SWW: Yes it did. I arrived in Virginia in September 2012 to go to graduate school. In many ways my arrival was freighted by, or charged with an acute and irreducible fear of the constant threat of my “gratuitous death,” which Frank B. Wilderson III has demonstrated marks one of the defining conditions of blackness, and which I knew to be a constant and irremediable danger should I wish to live in the US. In that sense, I also arrived freighted with the memory of the murder of Amadou Diallo, as well as with my relatively recent discovery of the lynching of Matthew Shephard.

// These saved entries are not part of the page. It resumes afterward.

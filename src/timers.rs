//! Deadline queue for dismissal timers.
//!
//! Timers never fire on their own: the owner polls [`TimerQueue::pop_due`]
//! with the current time, which keeps firing order deterministic under a
//! manual clock.

use std::collections::{BTreeMap, HashMap};
use std::time::Duration;

use chrono::{DateTime, Utc};

#[derive(Clone, Copy, Debug, Eq, Hash, Ord, PartialEq, PartialOrd)]
pub struct TimerId(u64);

#[derive(Debug)]
pub struct TimerQueue<T> {
    next_id: u64,
    by_deadline: BTreeMap<(DateTime<Utc>, TimerId), T>,
    deadlines: HashMap<TimerId, DateTime<Utc>>,
}

impl<T> Default for TimerQueue<T> {
    fn default() -> Self {
        Self {
            next_id: 0,
            by_deadline: BTreeMap::new(),
            deadlines: HashMap::new(),
        }
    }
}

impl<T> TimerQueue<T> {
    #[must_use]
    pub fn new() -> Self {
        Self::default()
    }

    /// Arm a timer firing `delay` after `now`.
    pub fn arm(&mut self, now: DateTime<Utc>, delay: Duration, payload: T) -> TimerId {
        self.next_id += 1;
        let id = TimerId(self.next_id);
        let deadline = chrono::Duration::from_std(delay)
            .ok()
            .and_then(|delta| now.checked_add_signed(delta))
            .unwrap_or(DateTime::<Utc>::MAX_UTC);
        self.by_deadline.insert((deadline, id), payload);
        self.deadlines.insert(id, deadline);
        id
    }

    /// Returns `false` when the timer already fired or was cancelled.
    pub fn cancel(&mut self, id: TimerId) -> bool {
        self.deadlines
            .remove(&id)
            .and_then(|deadline| self.by_deadline.remove(&(deadline, id)))
            .is_some()
    }

    /// Earliest due timer, in deadline then arming order.
    pub fn pop_due(&mut self, now: DateTime<Utc>) -> Option<(TimerId, T)> {
        let (&(deadline, id), _) = self.by_deadline.first_key_value()?;
        if deadline > now {
            return None;
        }
        self.deadlines.remove(&id);
        self.by_deadline
            .remove(&(deadline, id))
            .map(|payload| (id, payload))
    }

    #[must_use]
    pub fn next_deadline(&self) -> Option<DateTime<Utc>> {
        self.by_deadline.keys().next().map(|(deadline, _)| *deadline)
    }

    #[must_use]
    pub fn is_armed(&self, id: TimerId) -> bool {
        self.deadlines.contains_key(&id)
    }

    #[must_use]
    pub fn len(&self) -> usize {
        self.deadlines.len()
    }

    #[must_use]
    pub fn is_empty(&self) -> bool {
        self.deadlines.is_empty()
    }
}

#[cfg(test)]
mod tests {
    use super::TimerQueue;
    use chrono::DateTime;
    use std::time::Duration;

    #[test]
    fn timers_fire_in_deadline_order() {
        let start = DateTime::UNIX_EPOCH;
        let mut queue = TimerQueue::new();
        queue.arm(start, Duration::from_secs(2), "late");
        queue.arm(start, Duration::from_secs(1), "early");
        queue.arm(start, Duration::from_secs(1), "early-second");

        let later = start + chrono::Duration::seconds(5);
        let fired: Vec<_> = std::iter::from_fn(|| queue.pop_due(later))
            .map(|(_, payload)| payload)
            .collect();
        assert_eq!(fired, ["early", "early-second", "late"]);
        assert!(queue.is_empty());
    }

    #[test]
    fn nothing_fires_before_the_deadline() {
        let start = DateTime::UNIX_EPOCH;
        let mut queue = TimerQueue::new();
        queue.arm(start, Duration::from_millis(500), ());
        assert!(queue.pop_due(start).is_none());
        assert_eq!(
            queue.next_deadline(),
            Some(start + chrono::Duration::milliseconds(500))
        );
    }

    #[test]
    fn cancelled_timers_never_fire() {
        let start = DateTime::UNIX_EPOCH;
        let mut queue = TimerQueue::new();
        let id = queue.arm(start, Duration::ZERO, ());
        assert!(queue.cancel(id));
        assert!(!queue.cancel(id));
        assert!(!queue.is_armed(id));
        assert!(queue.pop_due(start).is_none());
    }
}
use std::fmt::{self, Display};
use std::str::FromStr;

use serde::{Deserialize, Serialize};

/// Process-wide toast identifier. The first toast of a service gets `1`.
#[derive(
    Clone, Copy, Debug, Default, Deserialize, Eq, Hash, Ord, PartialEq, PartialOrd, Serialize,
)]
#[serde(transparent)]
pub struct ToastId(pub u64);

impl ToastId {
    #[must_use]
    pub const fn get(self) -> u64 {
        self.0
    }
}

impl Display for ToastId {
    fn fmt(&self, f: &mut fmt::Formatter<'_>) -> fmt::Result {
        write!(f, "{}", self.0)
    }
}

#[derive(Clone, Copy, Debug, Deserialize, Eq, Hash, Ord, PartialEq, PartialOrd, Serialize)]
#[serde(rename_all = "lowercase")]
pub enum ToastKind {
    Error,
    Info,
    Success,
    Warning,
}

impl ToastKind {
    pub const ALL: [Self; 4] = [Self::Error, Self::Info, Self::Success, Self::Warning];

    #[must_use]
    pub const fn as_str(self) -> &'static str {
        match self {
            Self::Error => "error",
            Self::Info => "info",
            Self::Success => "success",
            Self::Warning => "warning",
        }
    }

    /// Value of the `aria-live` hint placed on the toast node.
    #[must_use]
    pub const fn live_region(self) -> &'static str {
        match self {
            Self::Error => "assertive",
            Self::Info | Self::Success | Self::Warning => "polite",
        }
    }
}

impl Display for ToastKind {
    fn fmt(&self, f: &mut fmt::Formatter<'_>) -> fmt::Result {
        f.write_str(self.as_str())
    }
}

impl FromStr for ToastKind {
    type Err = String;

    fn from_str(s: &str) -> Result<Self, Self::Err> {
        match s.to_ascii_lowercase().as_str() {
            "error" | "err" => Ok(Self::Error),
            "info" | "information" => Ok(Self::Info),
            "success" | "ok" => Ok(Self::Success),
            "warning" | "warn" => Ok(Self::Warning),
            other => Err(format!("unknown toast kind: {other}")),
        }
    }
}

/// Lifecycle of a single toast. Transitions only move forward.
#[derive(Clone, Copy, Debug, Deserialize, Eq, Ord, PartialEq, PartialOrd, Serialize)]
#[serde(rename_all = "lowercase")]
pub enum ToastState {
    Pending,
    Visible,
    Hiding,
    Removed,
}

impl ToastState {
    #[must_use]
    pub const fn as_str(self) -> &'static str {
        match self {
            Self::Pending => "pending",
            Self::Visible => "visible",
            Self::Hiding => "hiding",
            Self::Removed => "removed",
        }
    }
}

impl Display for ToastState {
    fn fmt(&self, f: &mut fmt::Formatter<'_>) -> fmt::Result {
        f.write_str(self.as_str())
    }
}

#[cfg(test)]
mod tests {
    use super::{ToastKind, ToastState};
    use std::str::FromStr;

    #[test]
    fn toast_kind_from_str_accepts_variants() {
        assert_eq!(ToastKind::from_str("WARN"), Ok(ToastKind::Warning));
        assert_eq!(ToastKind::from_str("error"), Ok(ToastKind::Error));
        assert_eq!(ToastKind::from_str("ok"), Ok(ToastKind::Success));
        assert!(ToastKind::from_str("fatal").is_err());
    }

    #[test]
    fn only_errors_are_assertive() {
        for kind in ToastKind::ALL {
            let expected = if kind == ToastKind::Error {
                "assertive"
            } else {
                "polite"
            };
            assert_eq!(kind.live_region(), expected);
        }
    }

    #[test]
    fn states_are_ordered_forward() {
        assert!(ToastState::Pending < ToastState::Visible);
        assert!(ToastState::Visible < ToastState::Hiding);
        assert!(ToastState::Hiding < ToastState::Removed);
    }
}
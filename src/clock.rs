use std::sync::{Arc, Mutex, PoisonError};
use std::time::Duration;

use chrono::{DateTime, Utc};

/// Time source for timestamps and dismissal deadlines.
pub trait Clock {
    fn now(&self) -> DateTime<Utc>;
}

#[derive(Clone, Copy, Debug, Default)]
pub struct SystemClock;

impl Clock for SystemClock {
    fn now(&self) -> DateTime<Utc> {
        Utc::now()
    }
}

/// Clock that only moves when told to. Clones share the same instant.
#[derive(Clone, Debug)]
pub struct ManualClock {
    now: Arc<Mutex<DateTime<Utc>>>,
}

impl ManualClock {
    #[must_use]
    pub fn new(start: DateTime<Utc>) -> Self {
        Self {
            now: Arc::new(Mutex::new(start)),
        }
    }

    pub fn advance(&self, by: Duration) {
        let Ok(delta) = chrono::Duration::from_std(by) else {
            return;
        };
        let mut now = self.now.lock().unwrap_or_else(PoisonError::into_inner);
        if let Some(next) = now.checked_add_signed(delta) {
            *now = next;
        }
    }

    pub fn set(&self, instant: DateTime<Utc>) {
        *self.now.lock().unwrap_or_else(PoisonError::into_inner) = instant;
    }
}

impl Default for ManualClock {
    fn default() -> Self {
        Self::new(DateTime::UNIX_EPOCH)
    }
}

impl Clock for ManualClock {
    fn now(&self) -> DateTime<Utc> {
        *self.now.lock().unwrap_or_else(PoisonError::into_inner)
    }
}

impl<C: Clock + ?Sized> Clock for Arc<C> {
    fn now(&self) -> DateTime<Utc> {
        (**self).now()
    }
}

#[cfg(test)]
mod tests {
    use super::{Clock, ManualClock};
    use chrono::DateTime;
    use std::time::Duration;

    #[test]
    fn clones_observe_the_same_time() {
        let clock = ManualClock::default();
        let shared = clock.clone();
        clock.advance(Duration::from_millis(1500));
        assert_eq!(
            shared.now() - DateTime::UNIX_EPOCH,
            chrono::Duration::milliseconds(1500)
        );
    }
}
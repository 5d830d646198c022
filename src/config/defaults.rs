use std::collections::BTreeMap;
use std::time::Duration;

use crate::types::ToastKind;

pub(super) const SHOW_DURATION: Duration = Duration::from_millis(300);
pub(super) const HIDE_DURATION: Duration = Duration::from_millis(1000);
pub(super) const EXTENDED_TIMEOUT: Duration = Duration::from_millis(1000);
pub(super) const TIMEOUT: Duration = Duration::from_millis(5000);

pub(super) const SHOW_METHOD: &str = "fadeIn";
pub(super) const HIDE_METHOD: &str = "fadeOut";
pub(super) const EASING: &str = "swing";

pub(super) const TOAST_CLASS: &str = "toast";
pub(super) const CONTAINER_ID: &str = "toast-container";
pub(super) const ICON_CLASS: &str = "toast-info";
pub(super) const POSITION_CLASS: &str = "toast-top-right";
pub(super) const TITLE_CLASS: &str = "toast-title";
pub(super) const MESSAGE_CLASS: &str = "toast-message";
pub(super) const TARGET: &str = "body";
pub(super) const CLOSE_HTML: &str = r#"<button type="button">&times;</button>"#;
pub(super) const CLOSE_CLASS: &str = "toast-close-button";
pub(super) const PROGRESS_CLASS: &str = "toast-progress";

pub(super) fn icon_classes() -> BTreeMap<ToastKind, String> {
    ToastKind::ALL
        .into_iter()
        .map(|kind| (kind, format!("toast-{kind}")))
        .collect()
}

This is a cursory and somewhat brutal way of saying that my work in Our Present Invention began in a reckoning with the particularly structuring work that heteronormative white violence performs in American culture. I was asking myself why do I want to live here? How is normalcy possible without the repression of this reality, and if I’m going to live here and attempt to make art that describes the world I’m embedded in, how do I describe this? How do I attempt to make it visible, palpable, or perhaps even (optimistically) legible? In all these ways, arriving in the United States with the intention of staying long-term marked a really profound shift, or in fact a rupture as against the life I had known up to that point living in the United Kingdom.

ES: You’ve remarked elsewhere that the landscape photograph became, for you, a way of getting at the pathological investment in violence that you understand to be central to American history. In Our Present Invention, you seem to have been drawn to the sort of anonymous sites that characterise the suburban fringes of so many North American cities. Your images infuse them with an incredible tension – their banality is always offset by the possibility that they might be, or may once have been, the site of unspeakable acts of violence. Was this how they felt to you? How did you encounter them as a photographer? What was it that attracted you to them?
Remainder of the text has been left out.